Tutorials

How to Fix SQL Compilation Error: Missing Column Specification | Census

Furqan Butt
Furqan Butt November 30, 2022

Furqan is a software developer with more than three years of experience in the computer software industry. He writes on Medium for publications including Towards Data Science, and he's part of the AWS Community Builders Program for data and analytics. His core expertise is in data engineering, big data, cloud technologies, and backend development.

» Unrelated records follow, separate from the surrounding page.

use std::sync::atomic::{AtomicUsize, Ordering};
use std::sync::Mutex as StdMutex;

use tokio::sync::{mpsc, Mutex};
use tokio_util::sync::CancellationToken;

use crate::error::JobError;

/// Unbounded FIFO of job ids shared by all workers.
///
/// Submission never blocks. Workers take turns on the receiver, so each id
/// is handed to exactly one of them. Closing the queue stops both
/// submission and delivery; ids still buffered are never handed out.
pub struct JobQueue {
    tx: StdMutex<Option<mpsc::UnboundedSender<String>>>,
    rx: Mutex<mpsc::UnboundedReceiver<String>>,
    depth: AtomicUsize,
    closed: CancellationToken,
}

impl Default for JobQueue {
    fn default() -> Self {
        Self::new()
    }
}

impl JobQueue {
    pub fn new() -> Self {
        let (tx, rx) = mpsc::unbounded_channel();
        Self {
            tx: StdMutex::new(Some(tx)),
            rx: Mutex::new(rx),
            depth: AtomicUsize::new(0),
            closed: CancellationToken::new(),
        }
    }

    pub fn enqueue(&self, job_id: String) -> Result<(), JobError> {
        let tx = self.tx.lock().map_err(|_| JobError::QueueClosed)?;
        let sender = tx.as_ref().ok_or(JobError::QueueClosed)?;
        sender.send(job_id).map_err(|_| JobError::QueueClosed)?;
        self.depth.fetch_add(1, Ordering::SeqCst);
        Ok(())
    }

    /// Waits for the next job id. `None` once the queue is closed, even if
    /// ids are still buffered.
    pub async fn dequeue(&self) -> Option<String> {
        if self.closed.is_cancelled() {
            return None;
        }
        let mut rx = tokio::select! {
            biased;
            _ = self.closed.cancelled() => return None,
            rx = self.rx.lock() => rx,
        };
        let job_id = tokio::select! {
            biased;
            _ = self.closed.cancelled() => return None,
            job_id = rx.recv() => job_id?,
        };
        self.depth.fetch_sub(1, Ordering::SeqCst);
        Some(job_id)
    }

    /// Stops accepting and handing out jobs. Undelivered ids stay in storage
    /// as pending.
    pub fn close(&self) {
        self.closed.cancel();
        if let Ok(mut tx) = self.tx.lock() {
            tx.take();
        }
    }

    pub fn is_closed(&self) -> bool {
        self.closed.is_cancelled()
    }

    pub fn depth(&self) -> usize {
        self.depth.load(Ordering::SeqCst)
    }
}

Data analytics and business intelligence have grown to be key considerations for most businesses in today's market. Organizations are now investing more in their data technologies, and there's an increasing focus on being data-driven. Unsurprisingly, Snowflake has emerged as a first-choice data warehousing technology solution for many, greatly enhancing the development experience when working on SQL-heavy tasks. 🏆

Although working with SQL on Snowflake is largely similar to working with any other SQL platform, there are some cases where the Snowflake environment differs from the rest. One such case is running into a missing column specification error, which arises due to the distinctive way that Snowflake's query processing engine evaluates and parses SQL queries. 

In this article, you'll take a closer look at this error to better understand what it is, how it arises, and how it can be resolved.

For starters, what’s a SQL compilation error?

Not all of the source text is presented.